La Peugeot 408 restylée est un brin familière
Peugeot est arrivée au Salon de Bruxelles avec une 408 restylée dans ses valises. La berline thermique, électrique et hybride rechargeable de la marque au lion s’offre une nouvelle face avant, quelques équipements supplémentaires, et une petite hausse de sa cavalerie.
Si Peugeot n’est pas venu avec de nouveaux modèles ou concept-cars au Salon de Bruxelles, le constructeur français a toutefois fait l’effort de proposer un peu de sang neuf, en dévoilant la version restylée de sa berline 408. Lancée en 2022 alors en pleine success-story du Renault Arkana, la 408 mêlait habilement les codes des SUV avec ceux des berlines traditionnelles.

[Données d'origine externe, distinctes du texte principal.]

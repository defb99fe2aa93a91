use chrono::NaiveDate;
use pretty_assertions::assert_eq;
use rust_decimal::Decimal;
use rust_decimal_macros::dec;
use std::collections::BTreeMap;

use zinseszins_core::accumulation::SavingsPlan;
use zinseszins_core::costs::WithdrawalCosts;
use zinseszins_core::engine::{simulate_plan, summarize, BlackSwanSelection, EngineConfig, WithdrawalPlan};
use zinseszins_core::returns::ReturnConfig;
use zinseszins_core::tax::{BasiszinsTable, TaxConfig};
use zinseszins_core::withdrawal::{WithdrawalSegment, WithdrawalStrategyConfig};
use zinseszins_core::{EngineError, Granularity, Phase, PhaseStatus, SimulationResult};

// ===========================================================================
// Fixtures
// ===========================================================================

fn monthly_plan() -> SavingsPlan {
    SavingsPlan {
        id: "msci-world".into(),
        start: NaiveDate::from_ymd_opt(2025, 1, 1).unwrap(),
        end: Some(NaiveDate::from_ymd_opt(2044, 12, 31).unwrap()),
        annual_amount: dec!(12_000),
        ter: Some(dec!(0.002)),
        transaction_cost_percent: None,
        transaction_cost_absolute: None,
        inflation_adjusted: false,
    }
}

fn random(seed: u64) -> ReturnConfig {
    ReturnConfig::Random {
        average_return: dec!(0.07),
        standard_deviation: dec!(0.15),
        seed: Some(seed),
    }
}

fn config() -> EngineConfig {
    EngineConfig {
        plans: vec![monthly_plan()],
        start_year: 2025,
        retirement_year: 2045,
        end_year: 2074,
        granularity: Granularity::Monthly,
        accumulation_returns: random(11),
        accumulation_inflation: Some(dec!(0.02)),
        withdrawal: WithdrawalPlan::Segmented {
            segments: vec![
                WithdrawalSegment {
                    id: "early".into(),
                    name: "Frühe Rente".into(),
                    start_year: 2045,
                    end_year: 2059,
                    strategy: WithdrawalStrategyConfig::FixedPercent { rate: dec!(0.05) },
                    return_config: ReturnConfig::Fixed { rate: dec!(0.04) },
                    inflation: Some(dec!(0.02)),
                    income_tax_rate: None,
                    steuer_reduziert_endkapital: true,
                },
                WithdrawalSegment {
                    id: "late".into(),
                    name: "Späte Rente".into(),
                    start_year: 2060,
                    end_year: 2074,
                    strategy: WithdrawalStrategyConfig::StandardRule { percent: dec!(0.03) },
                    return_config: ReturnConfig::Fixed { rate: dec!(0.03) },
                    inflation: None,
                    income_tax_rate: None,
                    steuer_reduziert_endkapital: true,
                },
            ],
        },
        tax: TaxConfig::default(),
        basiszins: BasiszinsTable::default(),
        costs: WithdrawalCosts::default(),
        other_income: BTreeMap::new(),
        black_swan: None,
        return_overrides: BTreeMap::new(),
        include_risk: true,
        risk_free_rate: dec!(0.02),
    }
}

fn assert_close(a: Decimal, b: Decimal, what: &str) {
    assert!((a - b).abs() < dec!(0.000001), "{what}: {a} != {b}");
}

fn assert_continuous(years: &[SimulationResult]) {
    for pair in years.windows(2) {
        assert_close(
            pair[0].end_capital,
            pair[1].start_capital,
            &format!("capital between {} and {}", pair[0].year, pair[1].year),
        );
    }
}

// ===========================================================================
// Pipeline
// ===========================================================================

#[test]
fn test_seeded_pipeline_is_deterministic() {
    let a = simulate_plan(&config()).unwrap().result;
    let b = simulate_plan(&config()).unwrap().result;
    assert_eq!(a.years, b.years);
    assert_eq!(a.summary, b.summary);
}

#[test]
fn test_different_seeds_differ() {
    let a = simulate_plan(&config()).unwrap().result;
    let mut other = config();
    other.accumulation_returns = random(99);
    let b = simulate_plan(&other).unwrap().result;
    assert!(a.summary.capital_at_retirement != b.summary.capital_at_retirement);
}

#[test]
fn test_capital_is_continuous_across_phases_and_segments() {
    let out = simulate_plan(&config()).unwrap().result;
    assert_continuous(&out.years);

    assert_eq!(out.years.len(), 50);
    let idx = out
        .years
        .iter()
        .position(|r| r.segment_id.as_deref() == Some("late"))
        .unwrap();
    assert_eq!(out.years[idx].year, 2060);
    assert_eq!(out.years[idx - 1].segment_id.as_deref(), Some("early"));
    assert!(out.years.iter().all(|r| r.status != PhaseStatus::Depleted));
}

#[test]
fn test_years_are_ordered_and_phased() {
    let out = simulate_plan(&config()).unwrap().result;
    for pair in out.years.windows(2) {
        assert_eq!(pair[0].year + 1, pair[1].year);
    }
    assert!(out.years[..20].iter().all(|r| r.phase == Phase::Accumulation));
    assert!(out.years[20..].iter().all(|r| r.phase == Phase::Withdrawal));
    assert!(out.years[..20].iter().all(|r| r.segment_id.is_none()));
}

#[test]
fn test_standard_rule_resets_at_segment_start() {
    let out = simulate_plan(&config()).unwrap().result;
    let late: Vec<&SimulationResult> = out
        .years
        .iter()
        .filter(|r| r.segment_id.as_deref() == Some("late"))
        .collect();
    assert_eq!(late.len(), 15);
    assert_eq!(late.last().unwrap().status, PhaseStatus::Completed);
    let expected = late[0].start_capital * dec!(0.03);
    assert_close(late[0].withdrawal, expected, "first late withdrawal");
    assert_close(late[1].withdrawal, expected, "second late withdrawal");
    assert!(late[0].start_capital != out.years[20].start_capital);
}

#[test]
fn test_single_strategy_equals_one_segment_plan() {
    let strategy = WithdrawalStrategyConfig::FixedPercent { rate: dec!(0.04) };
    let mut single = config();
    single.withdrawal = WithdrawalPlan::Single {
        strategy: strategy.clone(),
        returns: random(12),
        inflation: Some(dec!(0.02)),
        income_tax_rate: None,
    };
    let mut segmented = config();
    segmented.withdrawal = WithdrawalPlan::Segmented {
        segments: vec![WithdrawalSegment {
            id: "ruhestand".into(),
            name: "Ruhestand".into(),
            start_year: 2045,
            end_year: 2074,
            strategy,
            return_config: random(12),
            inflation: Some(dec!(0.02)),
            income_tax_rate: None,
            steuer_reduziert_endkapital: true,
        }],
    };

    let a = simulate_plan(&single).unwrap().result;
    let b = simulate_plan(&segmented).unwrap().result;
    assert_eq!(a.summary, b.summary);
    assert_eq!(a.years.len(), b.years.len());
    let without_segment = |r: &SimulationResult| SimulationResult {
        segment_id: None,
        ..r.clone()
    };
    for (x, y) in a.years.iter().zip(&b.years) {
        assert_eq!(without_segment(x), without_segment(y));
    }
    assert_eq!(b.years.last().unwrap().segment_id.as_deref(), Some("ruhestand"));
}

#[test]
fn test_summary_is_idempotent_and_matches_rows() {
    let out = simulate_plan(&config()).unwrap().result;
    let again = summarize(&out.years);
    assert_eq!(again, out.summary);
    assert_eq!(summarize(&out.years), again);

    let withdrawn: Decimal = out.years.iter().map(|r| r.withdrawal).sum();
    assert_eq!(out.summary.total_withdrawn, withdrawn);
    assert_eq!(out.summary.final_capital, out.years.last().unwrap().end_capital);
    assert_eq!(out.summary.total_contributions, dec!(240_000));
}

#[test]
fn test_risk_metrics_cover_whole_trajectory() {
    let out = simulate_plan(&config()).unwrap().result;
    let risk = out.risk.unwrap();
    assert_eq!(risk.drawdown_series.len(), out.years.len());
    assert!(risk.max_drawdown >= Decimal::ZERO && risk.max_drawdown <= Decimal::ONE);
}

#[test]
fn test_black_swan_and_override_precedence() {
    let mut cfg = config();
    cfg.black_swan = Some(BlackSwanSelection {
        event_id: "finanzkrise".into(),
        start_year: 2046,
    });
    cfg.return_overrides.insert(2047, dec!(0.25));
    let out = simulate_plan(&cfg).unwrap().result;
    let rate = |year: i32| out.years.iter().find(|r| r.year == year).unwrap().return_rate;
    assert_eq!(rate(2046), dec!(-0.404));
    assert_eq!(rate(2047), dec!(0.25));

    let swan = out.black_swan.unwrap();
    assert_eq!(swan.years, 1);
    assert_eq!(swan.cumulative_return, dec!(-0.404));
}

#[test]
fn test_gap_between_segments_is_rejected() {
    let mut cfg = config();
    if let WithdrawalPlan::Segmented { segments } = &mut cfg.withdrawal {
        segments[1].start_year = 2061;
    }
    match simulate_plan(&cfg) {
        Err(EngineError::InvalidConfiguration(issues)) => {
            assert!(issues.iter().any(|i| i.field.starts_with("segments")), "{issues:?}");
        }
        other => panic!("expected InvalidConfiguration, got {other:?}"),
    }
}

#[test]
fn test_withdrawal_must_start_at_retirement() {
    let mut cfg = config();
    cfg.retirement_year = 2046;
    assert!(matches!(
        simulate_plan(&cfg),
        Err(EngineError::InvalidConfiguration(_))
    ));
}

// ===========================================================================
// Configuration format
// ===========================================================================

#[test]
fn test_config_from_json() {
    let json = r#"{
        "plans": [
            {"id": "etf", "start": "2025-01-01", "end": "2034-12-31", "annual_amount": "6000"},
            {"id": "bonus", "start": "2030-06-01", "end": "2030-06-01", "annual_amount": "10000"}
        ],
        "start_year": 2025,
        "retirement_year": 2035,
        "end_year": 2054,
        "granularity": "yearly",
        "accumulation_returns": {"type": "fixed", "rate": "0.06"},
        "withdrawal": {
            "type": "single",
            "strategy": {"type": "standard_rule", "percent": "0.04"},
            "returns": {"type": "fixed", "rate": "0.04"},
            "inflation": "0.02"
        },
        "black_swan": {"event_id": "dotcom-crash", "start_year": 2032}
    }"#;
    let cfg: EngineConfig = serde_json::from_str(json).unwrap();
    assert_eq!(cfg.plans.len(), 2);
    assert!(cfg.plans[1].is_one_time());
    assert_eq!(cfg.withdrawal_segments().len(), 1);
    assert_eq!(cfg.withdrawal_segments()[0].id, "main");

    let out = simulate_plan(&cfg).unwrap().result;
    assert_eq!(out.years.len(), 30);
    assert_eq!(out.summary.total_contributions, dec!(70_000));
    assert_eq!(out.black_swan.unwrap().years, 3);
}
#[cfg(feature = "monte_carlo")]
pub mod monte_carlo;
#[cfg(feature = "risk")]
pub mod risk;
#[cfg(feature = "stress_test")]
pub mod stress;
#[cfg(feature = "tax_deferral")]
pub mod tax_deferral;
use rust_decimal::Decimal;
use rust_decimal_macros::dec;
use serde::{Deserialize, Serialize};
use std::collections::BTreeMap;

use crate::types::{Rate, Year};

/// Built-in historical index data sets.
#[derive(Debug, Clone, Copy, PartialEq, Eq, Serialize, Deserialize)]
#[serde(rename_all = "snake_case")]
pub enum HistoricalIndex {
    /// DAX performance index, calendar-year total returns.
    Dax,
}

const DAX_ANNUAL_RETURNS: [(Year, Decimal); 24] = [
    (2000, dec!(-0.075)),
    (2001, dec!(-0.198)),
    (2002, dec!(-0.439)),
    (2003, dec!(0.371)),
    (2004, dec!(0.073)),
    (2005, dec!(0.271)),
    (2006, dec!(0.220)),
    (2007, dec!(0.223)),
    (2008, dec!(-0.404)),
    (2009, dec!(0.238)),
    (2010, dec!(0.161)),
    (2011, dec!(-0.147)),
    (2012, dec!(0.291)),
    (2013, dec!(0.255)),
    (2014, dec!(0.027)),
    (2015, dec!(0.096)),
    (2016, dec!(0.069)),
    (2017, dec!(0.125)),
    (2018, dec!(-0.183)),
    (2019, dec!(0.255)),
    (2020, dec!(0.035)),
    (2021, dec!(0.158)),
    (2022, dec!(-0.123)),
    (2023, dec!(0.203)),
];

impl HistoricalIndex {
    pub fn annual_returns(&self) -> BTreeMap<Year, Rate> {
        match self {
            HistoricalIndex::Dax => DAX_ANNUAL_RETURNS.iter().copied().collect(),
        }
    }
}

/// A named sequence of crisis-year returns that can be placed on any start
/// year of a projection.
#[derive(Debug, Clone, PartialEq, Serialize, Deserialize)]
pub struct BlackSwanEvent {
    pub id: String,
    pub name: String,
    pub description: String,
    /// Consecutive yearly returns, first element is the first crisis year.
    pub returns: Vec<Rate>,
}

impl BlackSwanEvent {
    /// Year -> return map for placing the event at `start_year`.
    pub fn overrides_from(&self, start_year: Year) -> BTreeMap<Year, Rate> {
        self.returns
            .iter()
            .enumerate()
            .map(|(i, r)| (start_year + i as Year, *r))
            .collect()
    }
}

/// Predefined black swan events based on DAX crisis years.
pub fn black_swan_events() -> Vec<BlackSwanEvent> {
    vec![
        BlackSwanEvent {
            id: "dotcom-crash".into(),
            name: "Dotcom-Crash (2000-2002)".into(),
            description: "Platzen der Technologieblase, drei Verlustjahre in Folge".into(),
            returns: vec![dec!(-0.075), dec!(-0.198), dec!(-0.439)],
        },
        BlackSwanEvent {
            id: "finanzkrise".into(),
            name: "Finanzkrise (2008)".into(),
            description: "Globale Finanzkrise nach dem Lehman-Zusammenbruch".into(),
            returns: vec![dec!(-0.404)],
        },
        BlackSwanEvent {
            id: "euro-krise".into(),
            name: "Euro-Krise (2011)".into(),
            description: "Staatsschuldenkrise im Euroraum".into(),
            returns: vec![dec!(-0.147)],
        },
    ]
}

pub fn find_black_swan_event(id: &str) -> Option<BlackSwanEvent> {
    black_swan_events().into_iter().find(|e| e.id == id)
}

Mais contrairement à son concurrent direct qui n’était proposé qu’en thermique, elle s’est offert le loisir d’une gamme multi énergies : thermique, hybride rechargeable et même 100% électrique, offrant 452 kilomètres d’autonomie sous cette configuration. Bien qu’elle ne fasse pas datée, Peugeot s’est résolu à lui offrir un restylage anticipé dès cette année, qui s’inspire fortement de celui… de la Peugeot 308.
Un tout nouveau visage
L’avant/après saute tout de suite aux yeux si vous la regardez de l’avant : son visage a été entièrement redessiné, adouci aussi puisqu’il a perdu ses « griffes » verticales qui intégraient autrefois les feux de jour. Les projecteurs ont été effilés et se rejoignent désormais au centre de la calandre en une ligne de LED permanente. C’est d’un plutôt bel effet et cela casse l’aspect « gros dur » que l’on pouvait reprocher au modèle de pré-facelift. On ne peut pas en dire autant de la poupe qui, en comparaison, a très peu évolué : la marque s’est contentée de remplacer son blason par un monogramme PEUGEOT en toutes lettres, qui est rétroéclairé.
La Peugeot 408 avant - après
Une gamme multi énergies
Restylage oblige, les évolutions se résument aussi à de nouveaux motifs de jantes, une teinte inédite baptisée Flare Green, et un combiné d’instrumentation conducteur repensé. L’habitacle s’est offert aussi quelques retouches et traitements des matériaux. L’offre de motorisations est inchangée :
145 ch en thermique (micro hybride),
213 ch en électrique,
240 chevaux en hybride rechargeable, soit 15 de plus que l’opus précédent.
En définitive, c’est une évolution plus qu’une révolution, mais cela va lui permettre de surfer sur un vent nouveau et de poursuivre sereinement sa seconde partie de carrière. Les tarifs seront annoncés en même temps que l’ouverture des commandes, qui interviendra au premier trimestre de cette année. Toujours produite à Mulhouse, ses premières livraisons sont attendues au mois d’avril.